In my debut book, The Sergeant's Lady, the hero and heroine do their best to keep their relationship secret because of the dire consequences both would suffer if their affair was known. The British Army of 1811 was NOT a place where the love between an ordinary sergeant and an aristocratic officer's widow would have been understood and condoned, and my characters love each other too much to want to see their beloved become an outcast in his or her own world. When they do decide to make a public commitment, they do so with their eyes wide open, having counted the cost and decided what they'll gain matters more than what they've lost.

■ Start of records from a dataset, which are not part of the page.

//! Drives one session on a dedicated task.
//!
//! The task owns the session and handles a single queue of inputs in arrival
//! order: user commands, one-second ticks and autosave ticks. Ticks come from
//! [`Ticker`] tasks that are aborted as soon as the session completes or the
//! handle is dropped.

mod machine;
mod ticker;

use std::time::Duration;

use chrono::{DateTime, Utc};
use serde::{Deserialize, Serialize};
use tokio::sync::{mpsc, oneshot, watch};
use tokio::task::JoinHandle;
use tokio::time::Instant;

use study_core::Clock;
use study_core::session::{
    AutosaveMark, CompletionReason, SessionKind, SessionProgress, round_percent,
};
use study_core::time::elapsed_secs;

use crate::error::RunnerError;

pub use machine::{PointsTally, SessionCommand, SessionMachine};
pub use ticker::Ticker;

const INPUT_QUEUE: usize = 64;

/// Timer settings for a runner.
#[derive(Debug, Clone, Copy, PartialEq, Eq)]
pub struct RunnerConfig {
    pub tick_every: Duration,
    pub autosave_every: Duration,
    /// How long the saved indicator stays visible after an autosave.
    pub saved_visible_for: Duration,
}

impl Default for RunnerConfig {
    fn default() -> Self {
        Self {
            tick_every: Duration::from_secs(1),
            autosave_every: Duration::from_secs(5),
            saved_visible_for: Duration::from_secs(2),
        }
    }
}

impl RunnerConfig {
    #[must_use]
    pub fn with_autosave_secs(mut self, secs: u64) -> Self {
        self.autosave_every = Duration::from_secs(secs.max(1));
        self
    }
}

/// Summary handed to the completion callback.
#[derive(Debug, Clone, PartialEq, Eq, Serialize, Deserialize)]
pub struct SessionReport {
    pub kind: SessionKind,
    /// Score for MCQ, accuracy for flashcards, `None` for written tests.
    pub percent: Option<u8>,
    pub correct: u32,
    pub incorrect: u32,
    pub answered: u32,
    pub total: u32,
    pub time_spent_secs: u32,
    pub started_at: DateTime<Utc>,
    pub completed_at: DateTime<Utc>,
    pub reason: CompletionReason,
    /// Written tests only.
    #[serde(default, skip_serializing_if = "Option::is_none")]
    pub answered_points: Option<u32>,
    #[serde(default, skip_serializing_if = "Option::is_none")]
    pub total_points: Option<u32>,
}

impl SessionReport {
    /// The score to record: the session percent, or the share of points
    /// answered for written tests.
    #[must_use]
    pub fn score(&self) -> u8 {
        match (self.percent, self.answered_points, self.total_points) {
            (Some(percent), _, _) => percent,
            (None, Some(answered), Some(total)) => round_percent(answered as usize, total as usize),
            _ => 0,
        }
    }
}

/// The most recent autosave, with the moment it happened.
#[derive(Debug, Clone, Copy, PartialEq, Eq)]
pub struct SavedIndicator {
    pub mark: AutosaveMark,
    pub at: Instant,
}

/// Latest published state of a running session.
#[derive(Debug, Clone)]
pub struct SessionSnapshot<M> {
    pub state: M,
    pub saved: Option<SavedIndicator>,
}

/// How a runner ended.
#[derive(Debug, Clone)]
pub struct SessionExit<M> {
    pub state: M,
    /// Present when the session completed; absent when the user left early.
    pub report: Option<SessionReport>,
}

enum SessionInput {
    Command(SessionCommand, oneshot::Sender<Result<SessionProgress, RunnerError>>),
    Tick,
    Autosave,
    Exit,
}

/// Callback run exactly once with the report of a completed session.
pub type CompletionCallback = Box<dyn FnOnce(SessionReport) + Send>;

/// Client side of a running session.
///
/// Dropping the handle aborts the runner and its tickers.
pub struct SessionHandle<M> {
    inputs: mpsc::Sender<SessionInput>,
    snapshot: watch::Receiver<SessionSnapshot<M>>,
    task: Option<JoinHandle<SessionExit<M>>>,
    saved_visible_for: Duration,
}

/// Spawn a runner for `machine`.
///
/// Must be called from within a tokio runtime.
pub fn spawn_session<M: SessionMachine>(
    machine: M,
    config: RunnerConfig,
    clock: Clock,
    on_complete: CompletionCallback,
) -> SessionHandle<M> {
    let (inputs, queue) = mpsc::channel(INPUT_QUEUE);
    let (publish, snapshot) = watch::channel(SessionSnapshot {
        state: machine.clone(),
        saved: None,
    });

    let mut tickers = Vec::new();
    if machine.is_timed() {
        tickers.push(Ticker::spawn(config.tick_every, inputs.clone(), || {
            SessionInput::Tick
        }));
    }
    if machine.autosaves() {
        tickers.push(Ticker::spawn(config.autosave_every, inputs.clone(), || {
            SessionInput::Autosave
        }));
    }

    log::debug!("starting {} session", machine.kind());
    let runner = Runner {
        machine,
        queue,
        publish,
        tickers,
        clock,
        started_at: clock.now(),
        saved: None,
        on_complete: Some(on_complete),
    };
    let task = tokio::spawn(runner.run());

    SessionHandle {
        inputs,
        snapshot,
        task: Some(task),
        saved_visible_for: config.saved_visible_for,
    }
}

struct Runner<M> {
    machine: M,
    queue: mpsc::Receiver<SessionInput>,
    publish: watch::Sender<SessionSnapshot<M>>,
    tickers: Vec<Ticker>,
    clock: Clock,
    started_at: DateTime<Utc>,
    saved: Option<SavedIndicator>,
    on_complete: Option<CompletionCallback>,
}

impl<M: SessionMachine> Runner<M> {
    async fn run(mut self) -> SessionExit<M> {
        if self.machine.is_completed() {
            return self.complete();
        }

        while let Some(input) = self.queue.recv().await {
            match input {
                SessionInput::Command(command, reply) => {
                    let result = self.machine.apply(&command);
                    let answer = match result {
                        Ok(next) => {
                            self.machine = next;
                            Ok(self.machine.progress())
                        }
                        Err(e) => {
                            log::warn!("rejected {} command: {e}", command.name());
                            Err(e)
                        }
                    };
                    // The caller may have stopped waiting.
                    let _ = reply.send(answer);
                }
                SessionInput::Tick => self.machine = self.machine.tick(),
                SessionInput::Autosave => {
                    if let Some(mark) = self.machine.autosave() {
                        log::debug!(
                            "autosaved question {} ({} words)",
                            mark.question_id,
                            mark.words
                        );
                        self.saved = Some(SavedIndicator {
                            mark,
                            at: Instant::now(),
                        });
                    }
                }
                SessionInput::Exit => break,
            }

            self.publish_snapshot();
            if self.machine.is_completed() {
                return self.complete();
            }
        }

        self.tickers.clear();
        log::debug!("{} session left before completion", self.machine.kind());
        SessionExit {
            state: self.machine,
            report: None,
        }
    }

    fn publish_snapshot(&self) {
        self.publish.send_replace(SessionSnapshot {
            state: self.machine.clone(),
            saved: self.saved,
        });
    }

    fn complete(mut self) -> SessionExit<M> {
        self.tickers.clear();
        self.publish_snapshot();

        let report = self.report();
        if let Some(report) = &report {
            log::debug!(
                "{} session completed ({:?}) with {}/{} answered",
                report.kind,
                report.reason,
                report.answered,
                report.total
            );
            if let Some(callback) = self.on_complete.take() {
                callback(report.clone());
            }
        }
        SessionExit {
            state: self.machine,
            report,
        }
    }

    fn report(&self) -> Option<SessionReport> {
        let outcome = match self.machine.outcome() {
            Ok(outcome) => outcome,
            Err(e) => {
                log::warn!("completed session has no outcome: {e}");
                return None;
            }
        };
        let completed_at = self.clock.now();
        let points = self.machine.points();
        Some(SessionReport {
            kind: outcome.kind,
            percent: outcome.percent,
            correct: outcome.correct,
            incorrect: outcome.incorrect,
            answered: outcome.answered,
            total: outcome.total,
            time_spent_secs: outcome
                .elapsed_secs
                .unwrap_or_else(|| elapsed_secs(self.started_at, completed_at)),
            started_at: self.started_at,
            completed_at,
            reason: outcome.reason,
            answered_points: points.map(|p| p.answered),
            total_points: points.map(|p| p.total),
        })
    }
}

impl<M: SessionMachine> SessionHandle<M> {
    /// Apply a command and return the resulting progress.
    ///
    /// # Errors
    ///
    /// Returns the rejection from the session, or `RunnerError::Closed` once
    /// the runner has stopped.
    pub async fn send(&self, command: SessionCommand) -> Result<SessionProgress, RunnerError> {
        let (reply, answer) = oneshot::channel();
        self.inputs
            .send(SessionInput::Command(command, reply))
            .await
            .map_err(|_| RunnerError::Closed)?;
        answer.await.map_err(|_| RunnerError::Closed)?
    }

    #[must_use]
    pub fn snapshot(&self) -> SessionSnapshot<M> {
        self.snapshot.borrow().clone()
    }

    #[must_use]
    pub fn state(&self) -> M {
        self.snapshot.borrow().state.clone()
    }

    #[must_use]
    pub fn subscribe(&self) -> watch::Receiver<SessionSnapshot<M>> {
        self.snapshot.clone()
    }

    /// The last autosave while it is still within its display window.
    #[must_use]
    pub fn saved_indicator(&self) -> Option<AutosaveMark> {
        let saved = self.snapshot.borrow().saved?;
        (saved.at.elapsed() < self.saved_visible_for).then_some(saved.mark)
    }

    /// Leave the session. A session that already completed still yields its report.
    ///
    /// # Errors
    ///
    /// Returns `RunnerError::Join` if the runner task failed.
    pub async fn exit(mut self) -> Result<SessionExit<M>, RunnerError> {
        // Fails only when the runner already stopped on its own.
        let _ = self.inputs.send(SessionInput::Exit).await;
        self.join().await
    }

    /// Wait for the session to complete.
    ///
    /// # Errors
    ///
    /// Returns `RunnerError::Join` if the runner task failed.
    pub async fn finished(mut self) -> Result<SessionExit<M>, RunnerError> {
        self.join().await
    }

    async fn join(&mut self) -> Result<SessionExit<M>, RunnerError> {
        let task = self.task.take().ok_or(RunnerError::Closed)?;
        Ok(task.await?)
    }
}

impl<M> Drop for SessionHandle<M> {
    fn drop(&mut self) {
        if let Some(task) = self.task.take() {
            task.abort();
        }
    }
}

Right now I have two works-in-progress. In one, a novella about a couple forced into a quick wartime marriage of necessity, the heroine conceals from her new husband that she's using herbal birth control (such things were around during my story's 1812 setting, if not widely known). Mostly, she doesn't want to get pregnant until peace is restored, but she's also got grave doubts about whether her husband is EVER going to be the serious, stable father she wants her children to have. As you can imagine, he's less than pleased once the secret comes out.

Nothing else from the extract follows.